Determine the relationship shared by f(x) and g(x) based on the graphs shown below.

Solution

From the graph alone, we can see that g(x) is the result of f(x) being horizontally compressed. Let’s go ahead and note some reference points to find the scale factor needed to compress f(x) to g(x) horizontally.

(-18, 18) → (-6, 18)
(-9, 9) → (-3, 9)
(9, 9) → (3, 9)
(18, 18) → (6, 18)

We can see that the input values decreased by 1/3, so the scale factor applied on f(x) is 3, and so, g(x) = f(3x).

This means that the function g(x) is the result of f(x) being horizontally compressed by a scale factor of 3.

Example 4

Apply what you know so far and describe the transformations performed for each pair of functions.

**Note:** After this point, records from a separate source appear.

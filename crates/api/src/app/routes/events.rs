use std::sync::Arc;

use axum::{
    Json, Router, extract::Extension, http::StatusCode, response::IntoResponse, routing::post,
};

use shoplite_audit::ActionKind;

use crate::app::{dto, errors};
use crate::state::AppState;

pub fn router() -> Router {
    Router::new()
        .route("/click", post(log_click))
        .route("/cart", post(log_add_to_cart))
}

pub async fn log_click(
    Extension(state): Extension<Arc<AppState>>,
    Json(body): Json<dto::EventRequest>,
) -> axum::response::Response {
    record_product_event(&state, ActionKind::ProductClicked, &body)
}

pub async fn log_add_to_cart(
    Extension(state): Extension<Arc<AppState>>,
    Json(body): Json<dto::EventRequest>,
) -> axum::response::Response {
    record_product_event(&state, ActionKind::AddedToCart, &body)
}

fn record_product_event(
    state: &AppState,
    kind: ActionKind,
    body: &dto::EventRequest,
) -> axum::response::Response {
    let title = body
        .product_title
        .as_deref()
        .map(str::trim)
        .filter(|t| !t.is_empty());

    match title {
        Some(title) => {
            state
                .audit
                .record(kind, Some(title), body.profile.as_deref(), None);
            (
                StatusCode::OK,
                Json(serde_json::json!({ "status": "success" })),
            )
                .into_response()
        }
        None => errors::json_error(StatusCode::BAD_REQUEST, "missing_title", "product title missing"),
    }
}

a. f(x) = x² → g(x) = 16x²

b. m(x) = √x → n(x) = 2√(3x)
c. p(x) = |x| → q(x) = |2x| + 4

Solution

By reviewing each pair of graphs, we can see that some may require other transformations that we have learned from the past.

Let’s go ahead and start with the first pair, f(x) and g(x):

Express g(x) as a perfect square to determine the changes applied to f(x). We have g(x) = (4x)². From this, we can see that g(x) is the result of f(x) being compressed horizontally by a scale factor of 4.

Moving on to m(x) and n(x):

From the two expressions, we can see that n(x) is the result if m(x) being scaled vertically and horizontally. Let’s inspect the coefficients and see what they represent:

n(x) = 2 ∙ m(3x)

We can see that n(x) is the result of m(x) being stretched vertically by a scale factor of 2 and compressed horizontally by a scale factor of 3.

Lastly, let’s see the transformations done on p(x) to reach q(x).

q(x) = p(2x) + 4

Hence, q(x) results from p(x) being compressed horizontally by a scale factor of 2 and translated 4 units downward.

Example 5

What are the transformations done on f(x) = sin x so that it results to g(x) = 3 sin (2x) + 1? Use the graph of f(x) (from -π to π) shown below then apply the transformations to graph g(x).

Solution

First, let’s observe the transformations applied on f(x) to attain g(x).

g(x) = 3 ∙ sin (2 ∙ x) + 1

= 3 f(2x) + 1

From this, we can see that to attain g(x), we need to compress f(x) horizontally by a factor of 2, vertically stretch f(x) by a scale factor of 3, and translate the resulting function 1 unit upward.

Let’s slowly graph g(x) by applying these transformations. Let’s start by horizontally compressing f(x) by a scale factor of 2.